El 8 de enero de 2023 estaba en Brasilia.
No por casualidad. Vivía en São Paulo desde noviembre y había viajado a la capital. Ese domingo fui a la Plaza de los Tres Poderes por curiosidad, pero también por intuición: algo estaba por romperse.
Eran las tres de la tarde. Primero fue el sonido. Un murmullo grave, una oleada que no venía del cielo ni del suelo, sino de los celulares. Después, los cuerpos. Miles. Avanzaban sin prisa, pero con certeza. Bandera al cuello, celular en alto, transmisión activada. Nada de eso fue espontáneo.
Los policías no hacían nada. Los vidrios empezaron a ceder. Entraron al Congreso como si fuera suyo. A la Corte. Al Palacio. Golpeaban símbolos, no solo objetos. Y lo grababan todo.
No era fácil respirar ese aire con olor a gas y ficción.
Fue una ejecución, no un estallido. Lo que Brasil vivía ese día había empezado semanas atrás, en chats cifrados, en cadenas virales, en mapas logísticos compartidos desde antenas improvisadas. La toma fue presencial, pero su diseño fue digital. La tecnología no acompañó el golpe: lo facilitó.
Desde México, es fácil verlo como una rareza brasileña. Pero sería un error. La democracia ya no se tambalea solo con discursos. Se puede fracturar desde una red social mal moderada, desde una plataforma que prioriza alcance sobre verdad. Desde una decisión de diseño.
Hace unos días, Bolsonaro fue condenado por intentar subvertir el orden constitucional. La justicia hizo su parte. Pero la pregunta real es si los sistemas tecnológicos, sociales o políticos están preparados para el próximo intento.
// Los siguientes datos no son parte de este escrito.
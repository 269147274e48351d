//! Reading and writing the documents each step consumes and produces.

use std::{fs, io, path::Path};

use serde::{de::DeserializeOwned, Serialize};
use tracing::{debug, warn};

use crate::Error;

pub fn read_document<T: DeserializeOwned>(path: &Path) -> Result<T, Error> {
    let content = fs::read_to_string(path).map_err(|source| Error::Read {
        path: path.to_owned(),
        source,
    })?;
    serde_json::from_str(&content).map_err(|source| Error::Parse {
        path: path.to_owned(),
        source,
    })
}

/// Reads state left behind by an earlier run. A missing, empty or corrupt
/// document counts as no prior state.
pub fn read_prior<T: DeserializeOwned + Default>(path: &Path) -> T {
    let content = match fs::read_to_string(path) {
        Ok(content) => content,
        Err(err) if err.kind() == io::ErrorKind::NotFound => {
            debug!("No prior state at {}", path.display());
            return T::default();
        }
        Err(err) => {
            warn!("Ignoring unreadable prior state at {}: {err}", path.display());
            return T::default();
        }
    };

    if content.trim().is_empty() {
        debug!("Prior state at {} is empty", path.display());
        return T::default();
    }

    serde_json::from_str(&content).unwrap_or_else(|err| {
        warn!("Ignoring corrupt prior state at {}: {err}", path.display());
        T::default()
    })
}

pub fn write_document<T: Serialize>(path: &Path, document: &T) -> Result<(), Error> {
    let json = serde_json::to_string(document).map_err(Error::Serialize)?;
    write_text(path, &json)
}

pub fn write_text(path: &Path, text: &str) -> Result<(), Error> {
    fs::write(path, text).map_err(|source| Error::Write {
        path: path.to_owned(),
        source,
    })
}
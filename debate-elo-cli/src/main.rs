use std::{path::PathBuf, process::ExitCode};

use clap::Parser as _;
use debate_elo_cli::{config::Config, fetch::Tabroom, pipeline, Error};
use tracing::{error, info};
use tracing_subscriber::EnvFilter;

#[derive(clap::Parser)]
#[clap(version, about)]
#[clap(group(
    clap::ArgGroup::new("action")
        .required(true)
        .args(["download", "calculate", "rank"])
))]
struct Opt {
    /// Download round results for the tournaments listed in INFILE.
    #[clap(short, long)]
    download: bool,
    /// Calculate ratings from the processed tournaments in INFILE.
    #[clap(short, long)]
    calculate: bool,
    /// Rank competitors by the ratings in INFILE.
    #[clap(short, long)]
    rank: bool,
    /// Continue from the existing contents of OUTFILE.
    #[clap(short, long)]
    append: bool,
    /// TOML file overriding rating and download settings.
    #[clap(long, value_name = "PATH")]
    config: Option<PathBuf>,
    infile: PathBuf,
    outfile: PathBuf,
}

fn run(opt: &Opt) -> Result<(), Error> {
    let config = match &opt.config {
        Some(path) => Config::load(path)?,
        None => Config::default(),
    };

    if opt.download {
        let tabroom = Tabroom::new(&config.fetch)?;
        pipeline::download(&tabroom, &opt.infile, &opt.outfile, opt.append)?;
    } else if opt.calculate {
        pipeline::calculate(&config.rating_system(), &opt.infile, &opt.outfile, opt.append)?;
    } else {
        pipeline::rank(&opt.infile, &opt.outfile)?;
    }

    Ok(())
}

fn main() -> ExitCode {
    tracing_subscriber::fmt()
        .with_env_filter(
            EnvFilter::try_from_default_env().unwrap_or_else(|_| EnvFilter::new("info")),
        )
        .with_writer(std::io::stderr)
        .init();

    let opt = Opt::parse();

    match run(&opt) {
        Ok(()) => {
            info!("Done.");
            ExitCode::SUCCESS
        }
        Err(err) => {
            error!("{err}");
            ExitCode::FAILURE
        }
    }
}
#![no_main]

use arbitrary::{Arbitrary, Unstructured};
use debate_elo::{Leaderboard, RatingScalar, RatingSystem, Round, Silent, Tournament, Winner};
use libfuzzer_sys::fuzz_target;

#[derive(Arbitrary)]
struct ArbitraryRound {
    affirmative: u8,
    negative: u8,
    winners: Vec<u8>,
}

impl ArbitraryRound {
    fn into_round(self) -> Option<Round> {
        let (affirmative, negative) = (self.affirmative % 8, self.negative % 8);
        if affirmative == negative {
            return None;
        }
        Some(Round::new(
            format!("P{affirmative}"),
            format!("P{negative}"),
            self.winners.into_iter().map(|tag| match tag % 3 {
                0 => Winner::Aff,
                1 => Winner::Neg,
                _ => Winner::Other(format!("tag {tag}")),
            }),
        ))
    }
}

#[derive(Arbitrary)]
struct Replay {
    seed: Vec<(u8, f64)>,
    rounds: Vec<ArbitraryRound>,
}

fn total(leaderboard: &Leaderboard) -> f64 {
    leaderboard.iter().map(|(_, rating)| f64::from(rating)).sum()
}

fuzz_target!(|data: &[u8]| {
    let mut u = Unstructured::new(data);
    let Ok(replay) = Replay::arbitrary(&mut u) else {
        return;
    };

    let seed: Leaderboard = replay
        .seed
        .into_iter()
        .filter(|(_, rating)| rating.is_finite())
        .map(|(name, rating)| (format!("P{}", name % 8), RatingScalar(rating.clamp(-10000.0, 10000.0))))
        .collect();
    let rounds: Vec<Round> = replay.rounds.into_iter().filter_map(ArbitraryRound::into_round).collect();

    let before = total(&seed) + 1000.0 * 8.0;
    let seeded = seed.len();

    let system = RatingSystem::new();
    let (leaderboard, summary) = system.resume(seed, &[Tournament::new("fuzz", rounds)], &mut Silent);

    for (_, rating) in leaderboard.iter() {
        assert!(f64::from(rating).is_finite());
    }

    // Newcomers enter at the default rating and every decision moves points
    // from one side to the other.
    let after = total(&leaderboard) + 1000.0 * (8 - leaderboard.len() + seeded) as f64;
    assert!((after - before).abs() <= 1e-6 * (1.0 + summary.decisions as f64) * 10000.0);
});
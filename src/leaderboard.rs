use rustc_hash::FxHashMap;

use crate::{ranking, RatingScalar};

#[derive(Debug, Copy, Clone, Eq, PartialEq, Hash)]
struct PlayerId(usize);

/// Current rating of every competitor seen so far.
///
/// Iteration follows the order in which competitors were first inserted.
/// Updating an existing competitor keeps its position.
#[derive(Debug, Clone, Default, PartialEq)]
pub struct Leaderboard {
    ids: FxHashMap<Box<str>, PlayerId>,
    entries: Vec<(Box<str>, RatingScalar)>,
}

impl Leaderboard {
    pub fn new() -> Leaderboard {
        Leaderboard::default()
    }

    pub fn len(&self) -> usize {
        self.entries.len()
    }

    pub fn is_empty(&self) -> bool {
        self.entries.is_empty()
    }

    pub fn get(&self, name: &str) -> Option<RatingScalar> {
        self.ids
            .get(name)
            .map(|&PlayerId(id)| self.entries[id].1)
    }

    /// Rating of `name`, or `default` for a competitor that was never rated.
    pub fn get_or(&self, name: &str, default: RatingScalar) -> RatingScalar {
        self.get(name).unwrap_or(default)
    }

    pub fn set(&mut self, name: &str, rating: RatingScalar) {
        match self.ids.get(name) {
            Some(&PlayerId(id)) => self.entries[id].1 = rating,
            None => {
                let id = PlayerId(self.entries.len());
                self.ids.insert(name.into(), id);
                self.entries.push((name.into(), rating));
            }
        }
    }

    pub fn iter(&self) -> impl ExactSizeIterator<Item = (&str, RatingScalar)> + '_ {
        self.entries
            .iter()
            .map(|(name, rating)| (name.as_ref(), *rating))
    }

    /// A copy ordered by rating, highest first. Ties keep their current
    /// relative order.
    #[must_use]
    pub fn sorted(&self) -> Leaderboard {
        ranking::standings(self)
            .into_iter()
            .map(|standing| (standing.name, standing.rating))
            .collect()
    }
}

impl<S: AsRef<str>> Extend<(S, RatingScalar)> for Leaderboard {
    fn extend<I: IntoIterator<Item = (S, RatingScalar)>>(&mut self, iter: I) {
        for (name, rating) in iter {
            self.set(name.as_ref(), rating);
        }
    }
}

impl<S: AsRef<str>> FromIterator<(S, RatingScalar)> for Leaderboard {
    fn from_iter<I: IntoIterator<Item = (S, RatingScalar)>>(iter: I) -> Leaderboard {
        let mut leaderboard = Leaderboard::default();
        leaderboard.extend(iter);
        leaderboard
    }
}

#[cfg(feature = "serde")]
mod serde_impls {
    use std::fmt;

    use serde::{
        de::{MapAccess, Visitor},
        ser::SerializeMap,
        Deserialize, Deserializer, Serialize, Serializer,
    };

    use super::Leaderboard;
    use crate::RatingScalar;

    impl Serialize for Leaderboard {
        fn serialize<S: Serializer>(&self, serializer: S) -> Result<S::Ok, S::Error> {
            let mut map = serializer.serialize_map(Some(self.len()))?;
            for (name, RatingScalar(rating)) in self.iter() {
                map.serialize_entry(name, &rating)?;
            }
            map.end()
        }
    }

    struct LeaderboardVisitor;

    impl<'de> Visitor<'de> for LeaderboardVisitor {
        type Value = Leaderboard;

        fn expecting(&self, f: &mut fmt::Formatter) -> fmt::Result {
            f.write_str("a map from competitor name to rating")
        }

        fn visit_map<A: MapAccess<'de>>(self, mut access: A) -> Result<Leaderboard, A::Error> {
            let mut leaderboard = Leaderboard::default();
            while let Some((name, rating)) = access.next_entry::<String, f64>()? {
                leaderboard.set(&name, RatingScalar(rating));
            }
            Ok(leaderboard)
        }
    }

    impl<'de> Deserialize<'de> for Leaderboard {
        fn deserialize<D: Deserializer<'de>>(deserializer: D) -> Result<Leaderboard, D::Error> {
            deserializer.deserialize_map(LeaderboardVisitor)
        }
    }
}
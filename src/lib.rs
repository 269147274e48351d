//! ELO ratings for competitive debate.
//!
//! Ratings are computed by replaying rounds strictly in the order they were
//! held. Each judge's decision moves both competitors against the expected
//! score from before the round.
//!
//! ```
//! use debate_elo::{Leaderboard, RatingSystem, Round, Silent, Tournament, Winner, format_rankings};
//!
//! let system = RatingSystem::new();
//! let tournaments = [Tournament::new(
//!     "Districts2020",
//!     vec![Round::new("A", "B", [Winner::Aff])],
//! )];
//!
//! let mut leaderboard = Leaderboard::new();
//! system.replay(&mut leaderboard, &tournaments, &mut Silent);
//!
//! assert_eq!(format_rankings(&leaderboard), "1. A: 1016\n2. B: 984");
//! ```

mod leaderboard;
mod merge;
mod ranking;
mod rating;
mod rating_system;
mod replay;
mod round;
mod score;

pub use leaderboard::Leaderboard;
pub use merge::{merge_tournaments, pending, Identity};
pub use ranking::{format_rankings, standings, Standing};
pub use rating::{RatingDifference, RatingScalar};
pub use rating_system::{RatingSystem, RatingSystemBuilder};
pub use replay::{Progress, ReplaySummary, RoundOutcome, Silent};
pub use round::{Round, Tournament, Winner};
pub use score::Score;
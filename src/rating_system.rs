use crate::{RatingDifference, RatingScalar, Score};

#[derive(Debug, Clone)]
pub struct RatingSystemBuilder {
    default_rating: f64,
    k_factor: f64,
    scale: f64,
}

impl Default for RatingSystemBuilder {
    fn default() -> RatingSystemBuilder {
        RatingSystemBuilder::new()
    }
}

impl RatingSystemBuilder {
    pub fn new() -> RatingSystemBuilder {
        RatingSystemBuilder {
            default_rating: 1000.0,
            k_factor: 32.0,
            scale: 400.0,
        }
    }

    /// Rating of a competitor before their first decided round.
    pub fn default_rating(&mut self, default_rating: f64) -> &mut Self {
        assert!(default_rating.is_finite());
        self.default_rating = default_rating;
        self
    }

    /// Maximum rating swing caused by a single decision.
    pub fn k_factor(&mut self, k_factor: f64) -> &mut Self {
        assert!(k_factor >= 0.0 && k_factor.is_finite());
        self.k_factor = k_factor;
        self
    }

    /// Rating difference at which the stronger side is expected to win ten
    /// times as often as it loses.
    pub fn scale(&mut self, scale: f64) -> &mut Self {
        assert!(scale > 0.0 && scale.is_finite());
        self.scale = scale;
        self
    }

    pub fn build(&self) -> RatingSystem {
        RatingSystem {
            default_rating: self.default_rating,
            k_factor: self.k_factor,
            scale: self.scale,
        }
    }
}

/// Logistic ELO rating system with a fixed K-factor.
#[derive(Debug, Clone)]
pub struct RatingSystem {
    default_rating: f64,
    k_factor: f64,
    scale: f64,
}

impl Default for RatingSystem {
    fn default() -> RatingSystem {
        RatingSystem::new()
    }
}

impl RatingSystem {
    pub fn builder() -> RatingSystemBuilder {
        RatingSystemBuilder::default()
    }

    pub fn new() -> RatingSystem {
        RatingSystem::builder().build()
    }

    pub fn default_rating(&self) -> RatingScalar {
        RatingScalar(self.default_rating)
    }

    pub fn k_factor(&self) -> f64 {
        self.k_factor
    }

    pub fn scale(&self) -> f64 {
        self.scale
    }

    /// Probability that `first` beats `second`.
    pub fn expected_score(&self, first: RatingScalar, second: RatingScalar) -> Score {
        let difference = f64::from(second - first);
        Score(1.0 / (1.0 + 10f64.powf(difference / self.scale)))
    }

    /// Moves `rating` towards the observed outcome by at most the K-factor.
    #[must_use]
    pub fn update_rating(&self, rating: RatingScalar, actual: Score, expected: Score) -> RatingScalar {
        rating + RatingDifference(self.k_factor * (actual - expected))
    }
}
Ese día, frente a la Plaza de los Tres Poderes, no hice nada importante. No filmé, no tuiteé, no opiné. Solo vi. Vi cómo el poder se volvía imagen. Vi cómo el miedo se organizaba. Y entendí que lo peligroso no era lo que ocurría en ese momento.
Lo peligroso era lo que venía después: la posibilidad de que el mismo guion se copie, casi sin editar, en cualquier democracia lo suficientemente polarizada y lo suficientemente conectada. El 8 de enero no fue solo un día en Brasilia; fue una demostración en vivo de cómo se ensaya un golpe en la era de las plataformas.
México no ha tenido su 8 de enero. Aún. Pero compartimos la mezcla incómoda: instituciones frágiles, conversación pública secuestrada por el enojo, sistemas digitales diseñados para premiar la indignación antes que la evidencia. No necesitamos un Palacio invadido para que la democracia empiece a vaciarse por dentro; basta con dejar que el conflicto se organice algorítmicamente y que nadie se haga responsable del diseño.
Ese “aún” del título no es una profecía. Es una advertencia.
La pregunta ya no es si puede pasar aquí, sino qué estamos dispuestos a cambiar, en la política, en las plataformas, en nosotros mismos, para que cuando alguien intente repetir ese guion en México, la historia no pueda decir que también lo vimos venir… y no hicimos nada.